Ben-Dror et al. [32] reportaram que a redução do
tônus simpático, o qual relaxa o músculo detrusor da bexiga e consequentemente
promove o enchimento em mulheres com OAB, pode explicar a obtenção de menores
volumes de capacidade vesical máxima e a sensação de urgência.
Em qualquer faixa
etária, a continência urinária não depende somente da integridade do trato
urinário inferior. Alterações da motivação, da destreza manual, da mobilidade,
da lucidez e a existência de doenças associadas (diabetes mellitus e
insuficiência cardíaca, entre outras) estão entre os fatores que podem ser
responsáveis pela incontinência urinária, sem que haja comprometimento
significativo do trato urinário inferior. Embora essas alterações sejam raras
nos pacientes jovens, são frequentemente encontradas no idoso e podem agravar
ou causar incontinência urinária [33].
Em
um estudo
realizado de revisão demonstrou que a VFC, em fisioterapia, tem
sido utilizada
como ferramenta para avaliação de
intervenções fisioterapêuticas, para
investigação do SNA em doenças comuns à
prática clínica e para interpretação de
condições fisiológicas. A sua
utilização é feita principalmente pela
especialidade de fisioterapia cardiorrespiratória [34]. Assim,
poucos estudos
têm-se centrado na análise da disfunção do
SNA em disfunções urológicas. As
pesquisas investigadas relatam relação direta nas
dinsfuções urológicas com as
alterações do SNA.
Através desta revisão
de literatura ficou evidente que o registro do ECG utilizado para análise da
VFC é um método não-invasivo, simples que fornece uma
medida quantitativa e qualitativa da relação entre o balanço simpático e
parassimpático [30]. Somente os oito artigos desta revisão foram suficientes
para registrar tal fato. Através da análise da VFC pode-se compreender melhor a
função do Sistema Nervoso Autônomo e sua relação com a incontinência urinária.

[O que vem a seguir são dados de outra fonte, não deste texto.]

//! # Configuration
//!
//! Startup configuration for the allocator and the work queue.
//!
//! Loaded once from TOML. Every field has a default, so an empty file is a
//! valid config:
//!
//! ```toml
//! [allocator]
//! capacity = 67108864
//! clear = true
//!
//! [work_queue]
//! max_items = 256
//! reserved_cores = 1
//! thread_name = "ember-worker"
//! ```

use std::path::Path;

use serde::Deserialize;

use crate::error::{ConfigError, ConfigResult};

/// Configuration for a [`crate::memory::BlockAllocator`].
#[derive(Clone, Debug, PartialEq, Eq, Deserialize)]
#[serde(default)]
pub struct AllocatorConfig {
    /// Arena size in bytes, rounded up to the page size.
    pub capacity: usize,
    /// Zero the arena on creation.
    pub clear: bool,
}

impl Default for AllocatorConfig {
    fn default() -> Self {
        Self {
            capacity: 64 * 1024 * 1024,
            clear: true,
        }
    }
}

/// Configuration for a [`crate::jobs::WorkQueue`].
#[derive(Clone, Debug, PartialEq, Eq, Deserialize)]
#[serde(default)]
pub struct WorkQueueConfig {
    /// Requested ring size. Raised to the queue's minimum capacity.
    pub max_items: usize,
    /// Fixed worker count. `None` derives it from the logical core count.
    pub worker_threads: Option<usize>,
    /// Cores assumed busy with other engine threads.
    pub reserved_cores: usize,
    /// Prefix for worker thread names.
    pub thread_name: String,
}

impl Default for WorkQueueConfig {
    fn default() -> Self {
        Self {
            max_items: 256,
            worker_threads: None,
            reserved_cores: 1,
            thread_name: "ember-worker".to_owned(),
        }
    }
}

impl WorkQueueConfig {
    /// One worker, default ring.
    #[must_use]
    pub fn single_worker() -> Self {
        Self {
            worker_threads: Some(1),
            ..Self::default()
        }
    }

    /// Default config with a fixed worker count.
    #[must_use]
    pub fn with_workers(workers: usize) -> Self {
        Self {
            worker_threads: Some(workers),
            ..Self::default()
        }
    }
}

/// Top-level configuration file.
#[derive(Clone, Debug, Default, PartialEq, Eq, Deserialize)]
#[serde(default)]
pub struct EmberConfig {
    /// Allocator section.
    pub allocator: AllocatorConfig,
    /// Work queue section.
    pub work_queue: WorkQueueConfig,
}

impl EmberConfig {
    /// Parses and validates a TOML document.
    ///
    /// # Errors
    ///
    /// Returns an error if the document does not parse or fails validation.
    pub fn from_toml_str(source: &str) -> ConfigResult<Self> {
        let config: Self = toml::from_str(source)?;
        config.validate()?;
        Ok(config)
    }

    /// Reads, parses and validates a TOML file.
    ///
    /// # Errors
    ///
    /// Returns an error if the file cannot be read, parsed or validated.
    pub fn load(path: impl AsRef<Path>) -> ConfigResult<Self> {
        let source = std::fs::read_to_string(path)?;
        Self::from_toml_str(&source)
    }

    /// Rejects values no allocator or queue can be built from.
    ///
    /// # Errors
    ///
    /// Returns [`ConfigError::Invalid`] naming the first bad field.
    pub fn validate(&self) -> ConfigResult<()> {
        if self.allocator.capacity == 0 {
            return Err(invalid("allocator.capacity must be greater than zero"));
        }
        if self.work_queue.max_items == 0 {
            return Err(invalid("work_queue.max_items must be greater than zero"));
        }
        if self.work_queue.worker_threads == Some(0) {
            return Err(invalid("work_queue.worker_threads must be at least 1"));
        }
        if self.work_queue.thread_name.is_empty() {
            return Err(invalid("work_queue.thread_name must not be empty"));
        }
        Ok(())
    }
}

fn invalid(reason: &str) -> ConfigError {
    ConfigError::Invalid {
        reason: reason.to_owned(),
    }
}

#[cfg(test)]
mod tests {
    use super::*;

    #[test]
    fn test_empty_document_uses_defaults() {
        let config = EmberConfig::from_toml_str("").unwrap();
        assert_eq!(config, EmberConfig::default());
    }

    #[test]
    fn test_partial_sections() {
        let config = EmberConfig::from_toml_str(
            r#"
            [allocator]
            capacity = 8192

            [work_queue]
            worker_threads = 3
            "#,
        )
        .unwrap();

        assert_eq!(config.allocator.capacity, 8192);
        assert!(config.allocator.clear);
        assert_eq!(config.work_queue.worker_threads, Some(3));
        assert_eq!(config.work_queue.max_items, 256);
    }

    #[test]
    fn test_rejects_zero_workers() {
        let err = EmberConfig::from_toml_str("[work_queue]\nworker_threads = 0\n").unwrap_err();
        assert!(matches!(err, ConfigError::Invalid { .. }));
    }

    #[test]
    fn test_rejects_malformed_toml() {
        let err = EmberConfig::from_toml_str("[allocator\ncapacity = 1").unwrap_err();
        assert!(matches!(err, ConfigError::Parse(_)));
    }
}
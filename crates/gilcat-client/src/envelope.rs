//! The uniform response envelope and pagination wrapper.

use serde::{Deserialize, Serialize};

/// Every response body follows this shape. `data` is present even for
/// operations with nothing to return (it is `null` there).
#[derive(Debug, Clone, Serialize, Deserialize)]
pub struct Envelope<T> {
  pub success: bool,
  pub data:    T,
  #[serde(default, skip_serializing_if = "Option::is_none")]
  pub message: Option<String>,
  #[serde(default, skip_serializing_if = "Option::is_none")]
  pub errors:  Option<Vec<String>>,
}

/// One page of a paginated listing.
#[derive(Debug, Clone, Serialize, Deserialize)]
#[serde(rename_all = "camelCase")]
pub struct Page<T> {
  pub items: Vec<T>,
  /// 1-based page index.
  pub page:  u32,
  pub size:  u32,
  /// Total items across all pages.
  pub total: u64,
}

#[cfg(test)]
mod tests {
  use super::*;

  #[test]
  fn envelope_decodes_without_optional_fields() {
    let env: Envelope<Vec<u32>> =
      serde_json::from_str(r#"{"success":true,"data":[1,2,3]}"#).unwrap();
    assert!(env.success);
    assert_eq!(env.data, vec![1, 2, 3]);
    assert!(env.message.is_none());
    assert!(env.errors.is_none());
  }

  #[test]
  fn envelope_decodes_null_data_as_unit() {
    let env: Envelope<()> =
      serde_json::from_str(r#"{"success":true,"data":null}"#).unwrap();
    assert!(env.success);
  }

  #[test]
  fn page_decodes_camel_case() {
    let page: Page<String> = serde_json::from_str(
      r#"{"items":["a"],"page":2,"size":20,"total":41}"#,
    )
    .unwrap();
    assert_eq!(page.items.len(), 1);
    assert_eq!(page.page, 2);
    assert_eq!(page.total, 41);
  }
}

Estas descrições estão de acordo com os trabalhos de outros autores [28,32].
Embora existam
pesquisas que utilizam a VFC como ferramenta importante no âmbito da
fisioterapia, poucos estudos estão centrados na análise da disfunção SNA em
pacientes com IU. Através da análise da VFC procura-se entender melhor a função
do Sistema Nervoso Autonômico simpático e parassimpático na atividade urológica
feminina. A análise de VFC ainda é pouco explorada no âmbito da Fisioterapia em
Saúde da Mulher, tornando necessários estudos futuros.